それはさておき、「未公開」というのはどういうことでしょう。「未公開物件」とは、「他の業者では手に入らない物件情報」「ほかの業者に公開していない物件情報」という意味です。
つまり、前回までにご紹介した不動産業者間の物件情報共有サイトであるレインズに掲載していない物件と言い換えても良いでしょう。
新築マンションや新築戸建住宅を自社で開発し分譲する業者の場合、販売するのは自社が所有している物件、すなわち「業者が売り主」の物件です。この場合、不動産業者に仲介手数料を支払って媒介を依頼する必要はなく、レインズに情報を掲載する義務もありません。
自社による販売活動を行っている期間は、自社で独占して販売できます。確かにほかの不動産業者では情報がありませんので「未公開」ということになるのです。こうした自社物件を販売する業者が、当初設定した価格で売却できれば売り主も買い主も仲介業者に手数料を払う必要がなく、買うほうも得なように感じます。
確かにそういう側面もあるのですが、不動産は唯一無二のものであり、その不動産につけられた価格が適正なものなのかどうかを一般の人が判断するのは難しいでしょう。高めに設定された価格であることも十分に考えられます。
自社の不動産を販売する業者は一定期間自社独占の未公開物件として販売活動を行い、一定期間売れなかった場合には価格を下げたり、物件情報を「レインズ」に掲載したりして「公開情報」に切り替え拡散します。
レインズに掲載されている「業者が売り主」の物件情報を見た業者が買い主を見つけた場合、その業者は売り主である分譲会社と買い主の双方から手数料を得ることができます。仲介業者にとっては両手取引ということになります。
こういう場合、良心的な業者は「買い主からは仲介手数料を受領しない」あるいは「片手分相当額を物件価格から値引きするよう売り主と交渉する」などで還元したりするケースもあります。
今もはびこる悪質な業者の「囲い込み」
「未公開」にはもう一つ、「不動産を買いたい」と考えている人からの直接の問い合わせに対してのみ「これは未公開の物件です」として紹介し、業者からの問い合わせには対応しないケースがあります。
先述のように「専属専任」「専任」の媒介契約を結んだ場合、業者は原則として一定期間内に「レインズ」に登録することを義務付けられています。レインズは売却不動産の情報を広く業者間で共有し、売り主の希望に合う条件で購入を希望する買い主とスムーズにマッチングすることを目的としています。
媒介契約締結後はなるべく早く公開すべきなのですが、宅建業者には情報公開の前にやらなければならないことがあります。それは「物件の調査」です。本来、調査結果は物件価格に影響するものでもあり、査定前に行うべきものともいえますが、「無料査定」「簡易査定」の段階では多くの場合「机上」での調査にとどまります。

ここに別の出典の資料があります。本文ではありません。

use std::io::{self, Cursor, Read};
use std::sync::Arc;

use byteorder::{LittleEndian, ReadBytesExt};
use ctif_dither::{Palette, Rgb, MAX_PALETTE_SIZE};

use super::{rle, xor_delta, Container, FrameRecord, FrameStorage, Header, MAGIC, VERSION};
use crate::encoding::FrameEncoder;
use crate::error::{CtifError, Result};
use crate::models::CellGeometry;

/// Parses and validates complete containers.
pub struct ContainerReader;

impl ContainerReader {
    /// Read a whole container from `source`.
    pub fn read<R: Read>(mut source: R) -> Result<Container> {
        let mut bytes = Vec::new();
        source.read_to_end(&mut bytes)?;
        Self::parse(&bytes)
    }

    /// Parse a container held in memory.
    ///
    /// Every structural inconsistency is reported as
    /// [`CtifError::CorruptContainer`] with the offset where it was found.
    pub fn parse(bytes: &[u8]) -> Result<Container> {
        let mut cursor = Cursor::new(bytes);

        if cursor.slice(4)? != MAGIC {
            return Err(CtifError::corrupt(0, "bad magic"));
        }
        let version = cursor.field(1, |c| c.read_u8())?;
        if version != VERSION {
            return Err(CtifError::corrupt(4, format!("unsupported version {version}")));
        }

        let dims_offset = cursor.offset();
        let width = cursor.field(2, |c| c.read_u16::<LittleEndian>())?;
        let height = cursor.field(2, |c| c.read_u16::<LittleEndian>())?;
        let cell_offset = cursor.offset();
        let cell_w = cursor.field(1, |c| c.read_u8())?;
        let cell_h = cursor.field(1, |c| c.read_u8())?;
        let geometry = match cursor.field(1, |c| c.read_u8())? {
            0 if cell_w == 1 && cell_h == 1 => CellGeometry::Single,
            0 => return Err(CtifError::corrupt(cell_offset, "single cells must be 1x1")),
            1 => CellGeometry::Dual {
                width: cell_w,
                height: cell_h,
            },
            mode => return Err(CtifError::corrupt(cell_offset + 2, format!("unknown cell mode {mode}"))),
        };
        geometry.check().map_err(|reason| CtifError::corrupt(cell_offset, reason))?;

        if width == 0
            || height == 0
            || width as usize % geometry.width() != 0
            || height as usize % geometry.height() != 0
        {
            return Err(CtifError::corrupt(
                dims_offset,
                format!("dimensions {width}x{height} do not fit {geometry} cells"),
            ));
        }

        let palette_offset = cursor.offset();
        let palette_size = cursor.field(2, |c| c.read_u16::<LittleEndian>())? as usize;
        if palette_size == 0 || palette_size > MAX_PALETTE_SIZE {
            return Err(CtifError::corrupt(
                palette_offset,
                format!("invalid palette size {palette_size}"),
            ));
        }
        let colors: Vec<Rgb> = cursor
            .slice(palette_size * 3)?
            .chunks_exact(3)
            .map(|c| Rgb::new(c[0], c[1], c[2]))
            .collect();
        let palette = Arc::new(Palette::new(&colors).map_err(|e| CtifError::corrupt(palette_offset, e.to_string()))?);

        let header = Header {
            width,
            height,
            geometry,
            palette: Arc::clone(&palette),
        };
        let encoder = FrameEncoder::new(palette, geometry)?;
        let (cols, rows) = (header.cols(), header.rows());
        let raw_len = encoder.payload_len(cols, rows);

        let frame_count = cursor.field(4, |c| c.read_u32::<LittleEndian>())? as usize;
        let mut frames = Vec::new();
        let mut previous: Option<Vec<u8>> = None;

        for index in 0..frame_count {
            if cursor.bytes_left() == 0 {
                return Err(CtifError::corrupt(
                    cursor.offset(),
                    format!("frame count says {frame_count} but only {index} frames present"),
                ));
            }

            let record_offset = cursor.offset();
            let flags = cursor.field(1, |c| c.read_u8())?;
            let storage = FrameStorage::from_flags(flags)
                .ok_or_else(|| CtifError::corrupt(record_offset, format!("reserved frame flags {flags:#04x}")))?;
            let stored_len = cursor.field(4, |c| c.read_u32::<LittleEndian>())? as usize;
            let payload_offset = cursor.offset();
            let stored = cursor.slice(stored_len)?;

            let expanded = if storage.is_rle() {
                rle::decode(stored, raw_len).map_err(|e| e.rebase(payload_offset))?
            } else {
                stored.to_vec()
            };
            if expanded.len() != raw_len {
                return Err(CtifError::corrupt(
                    payload_offset,
                    format!("frame payload is {} bytes, expected {raw_len}", expanded.len()),
                ));
            }

            let raw = if storage.is_delta() {
                match &previous {
                    Some(prev) => xor_delta(&expanded, prev),
                    None => return Err(CtifError::corrupt(record_offset, "first frame is a delta")),
                }
            } else {
                expanded
            };

            let cells = encoder
                .decode(&raw, cols, rows)
                .map_err(|e| e.rebase(payload_offset))?;

            frames.push(FrameRecord {
                storage,
                stored_len,
                cells,
            });
            previous = Some(raw);
        }

        if cursor.bytes_left() != 0 {
            return Err(CtifError::corrupt(
                cursor.offset(),
                format!("{} trailing bytes after last frame", cursor.bytes_left()),
            ));
        }

        tracing::debug!(
            width,
            height,
            frames = frames.len(),
            "Parsed container"
        );

        Ok(Container { header, frames })
    }
}

/// Offset-aware reads over an in-memory container.
///
/// A short read becomes [`CtifError::CorruptContainer`] at the offset of
/// the field that did not fit.
trait FieldReadExt<'a> {
    fn offset(&self) -> usize;

    fn bytes_left(&self) -> usize;

    /// Borrow the next `len` bytes.
    fn slice(&mut self, len: usize) -> Result<&'a [u8]>;

    /// Run a `len`-byte [`ReadBytesExt`] read.
    fn field<T>(&mut self, len: usize, read: impl FnOnce(&mut Self) -> io::Result<T>) -> Result<T>;
}

impl<'a> FieldReadExt<'a> for Cursor<&'a [u8]> {
    fn offset(&self) -> usize {
        self.position() as usize
    }

    fn bytes_left(&self) -> usize {
        self.get_ref().len().saturating_sub(self.offset())
    }

    fn slice(&mut self, len: usize) -> Result<&'a [u8]> {
        let (start, left) = (self.offset(), self.bytes_left());
        if left < len {
            return Err(truncated(start, len, left));
        }
        let bytes: &'a [u8] = *self.get_ref();
        self.set_position((start + len) as u64);
        Ok(&bytes[start..start + len])
    }

    fn field<T>(&mut self, len: usize, read: impl FnOnce(&mut Self) -> io::Result<T>) -> Result<T> {
        let (start, left) = (self.offset(), self.bytes_left());
        read(self).map_err(|err| match err.kind() {
            io::ErrorKind::UnexpectedEof => truncated(start, len, left),
            _ => err.into(),
        })
    }
}

fn truncated(offset: usize, needed: usize, left: usize) -> CtifError {
    CtifError::corrupt(offset, format!("truncated: needed {needed} bytes, {left} left"))
}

媒介契約を締結した後に業者は、現地やその周辺はもちろん、役所での敷地に係る規制や道路に関する調査、関連するインフラなどの敷設引込状況などさまざまな調査を行います。物件によってはかなり多くの調査項目にわたることになるため、すぐには公開できない事情もあるので「一定期間」が定められています。
業者には媒介契約締結後「専属専任」であれば5日以内、「専任」であれば7日以内にレインズに公開することが義務付けられています(一般媒介契約の場合は公開そのものの義務がないことは先述のとおりです)。

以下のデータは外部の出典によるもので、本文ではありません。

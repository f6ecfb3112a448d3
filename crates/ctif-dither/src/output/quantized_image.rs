use crate::palette::Palette;

/// Per-pixel palette indices plus the colour each one approximates.
///
/// The effective colour is the source pixel after dithering adjustments
/// (ordered offset or accumulated diffusion error), clamped to `0..=255`.
///
/// # Example
///
/// ```
/// use ctif_dither::{Palette, QuantizedImage, Rgb};
///
/// let palette = Palette::new(&[Rgb::BLACK, Rgb::WHITE]).unwrap();
/// let image = QuantizedImage::new(vec![0, 1], vec![[10.0; 3], [250.0; 3]], 2, 1);
///
/// assert_eq!(image.index_at(1, 0), 1);
/// assert_eq!(image.to_rgb(&palette), vec![0, 0, 0, 255, 255, 255]);
/// ```
#[derive(Debug, Clone, PartialEq)]
pub struct QuantizedImage {
    indices: Vec<u8>,
    effective: Vec<[f32; 3]>,
    width: usize,
    height: usize,
}

impl QuantizedImage {
    /// # Panics (debug only)
    ///
    /// Debug-asserts that both buffers hold `width * height` entries.
    pub fn new(indices: Vec<u8>, effective: Vec<[f32; 3]>, width: usize, height: usize) -> Self {
        debug_assert_eq!(indices.len(), width * height, "indices length must match width * height");
        debug_assert_eq!(effective.len(), indices.len(), "effective length must match indices");
        Self {
            indices,
            effective,
            width,
            height,
        }
    }

    #[inline]
    pub fn width(&self) -> usize {
        self.width
    }

    #[inline]
    pub fn height(&self) -> usize {
        self.height
    }

    /// Palette indices, row-major.
    #[inline]
    pub fn indices(&self) -> &[u8] {
        &self.indices
    }

    /// Effective colours, row-major.
    #[inline]
    pub fn effective(&self) -> &[[f32; 3]] {
        &self.effective
    }

    #[inline]
    pub fn index_at(&self, x: usize, y: usize) -> u8 {
        self.indices[y * self.width + x]
    }

    #[inline]
    pub fn effective_at(&self, x: usize, y: usize) -> [f32; 3] {
        self.effective[y * self.width + x]
    }

    /// Render to packed RGB bytes using `palette`.
    pub fn to_rgb(&self, palette: &Palette) -> Vec<u8> {
        self.indices
            .iter()
            .flat_map(|&i| palette.color(i as usize).to_bytes())
            .collect()
    }
}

ところが、レインズは不動産業者しか見ることができないことから、この期間内に公開しない業者もあります。
また、公開していても業者からの問い合わせに対して「すでに買い主と交渉中」などと答えたり、悪質な場合、担当者が逃げて話ができないようにしたりするなどして、業者への情報提供を行わない悪質な業者も存在し、問題にもなっています。

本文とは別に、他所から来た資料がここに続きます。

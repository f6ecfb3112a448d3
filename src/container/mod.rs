//! The CTIF container: header, palette table and frame records.
//!
//! All multi-byte integers are little endian.
//!
//! ```text
//! "CTIF"                 magic
//! version        u8      = 1
//! width, height  u16 x2  pixels, multiples of the cell size
//! cell_w, cell_h u8 x2
//! cell_mode      u8      0 single, 1 dual
//! palette_size   u16     1..=256
//! palette        [r g b] x palette_size
//! frame_count    u32     written when the container is finalized
//! frames         [flags u8][length u32][payload] x frame_count
//! ```
//!
//! Frame flags: bit 0 marks an XOR delta against the previous frame's raw
//! payload, bit 1 marks run-length coding (see [`rle`]). The first frame is
//! never a delta.

mod reader;
pub mod rle;
mod writer;

pub use reader::ContainerReader;
pub use writer::ContainerWriter;

use std::sync::Arc;

use ctif_dither::Palette;

use crate::models::{CellGeometry, Frame, QuantizedCell};

pub const MAGIC: &[u8; 4] = b"CTIF";
pub const VERSION: u8 = 1;

pub(crate) const FLAG_DELTA: u8 = 0b01;
pub(crate) const FLAG_RLE: u8 = 0b10;

/// Stream-level metadata written once at the start of a container.
#[derive(Debug, Clone, PartialEq)]
pub struct Header {
    pub width: u16,
    pub height: u16,
    pub geometry: CellGeometry,
    pub palette: Arc<Palette>,
}

impl Header {
    pub fn cols(&self) -> usize {
        self.width as usize / self.geometry.width()
    }

    pub fn rows(&self) -> usize {
        self.height as usize / self.geometry.height()
    }
}

/// How one frame's payload is stored.
#[derive(Debug, Clone, Copy, PartialEq, Eq)]
pub enum FrameStorage {
    Raw,
    Rle,
    /// XOR against the previous raw payload, stored verbatim
    Delta,
    /// XOR against the previous raw payload, then run-length coded
    DeltaRle,
}

impl FrameStorage {
    pub fn flags(self) -> u8 {
        match self {
            FrameStorage::Raw => 0,
            FrameStorage::Rle => FLAG_RLE,
            FrameStorage::Delta => FLAG_DELTA,
            FrameStorage::DeltaRle => FLAG_DELTA | FLAG_RLE,
        }
    }

    /// `None` when reserved bits are set.
    pub fn from_flags(flags: u8) -> Option<Self> {
        match flags {
            0 => Some(FrameStorage::Raw),
            FLAG_RLE => Some(FrameStorage::Rle),
            FLAG_DELTA => Some(FrameStorage::Delta),
            f if f == FLAG_DELTA | FLAG_RLE => Some(FrameStorage::DeltaRle),
            _ => None,
        }
    }

    pub fn is_delta(self) -> bool {
        self.flags() & FLAG_DELTA != 0
    }

    pub fn is_rle(self) -> bool {
        self.flags() & FLAG_RLE != 0
    }
}

/// XOR `payload` against `previous`, byte by byte.
pub(crate) fn xor_delta(payload: &[u8], previous: &[u8]) -> Vec<u8> {
    payload.iter().zip(previous).map(|(a, b)| a ^ b).collect()
}

/// One decoded frame record.
#[derive(Debug, Clone, PartialEq)]
pub struct FrameRecord {
    pub storage: FrameStorage,
    /// Stored size in bytes, excluding the record header
    pub stored_len: usize,
    pub cells: Vec<QuantizedCell>,
}

/// A fully parsed container.
#[derive(Debug, Clone, PartialEq)]
pub struct Container {
    pub header: Header,
    pub frames: Vec<FrameRecord>,
}

impl Container {
    pub fn frame_count(&self) -> usize {
        self.frames.len()
    }

    /// Rebuild frame `index` as a [`Frame`], e.g. for previews.
    pub fn frame(&self, index: usize) -> Option<Frame> {
        self.frames.get(index).map(|record| Frame {
            cols: self.header.cols(),
            rows: self.header.rows(),
            cells: record.cells.clone(),
            palette: Arc::clone(&self.header.palette),
            geometry: self.header.geometry,
        })
    }
}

このように本来公開すべき情報を公開せず、あるいは公開してはいるものの事実上情報提供をシャットアウトし、情報を独占している状態のことを業界では「囲い込み」といいます。
媒介契約を結んだ際、売り主は「レインズに情報を公開したら証明書をください」と伝えてください。業者は売却物件の情報をレインズに公開すると、公開したことの証明書をダウンロードできます。これを行うだけでも囲い込みの手段の一つは防ぐことができます。
ただし、一度情報を公開し、証明書の発行(ダウンロード)後に非公開にしてしまうことも可能ですし、他の業者に情報提供を拒むケースなどの行為に対して売り主にはそれを防ぐ有効な対策がありません。最終的には「その業者が信頼できるか、本当に売り主のために尽くしてくれるか」を見極める必要があります。
まとめ
宅建業者の良しあしを一般の方が判断するのはとても難しいことです。不動産の購入・売却を考えていらっしゃる方には「有名な会社だから」という基準ではなく、お客さまに親身に対応してくれる不動産屋を探すことから始めていただきたいと思います。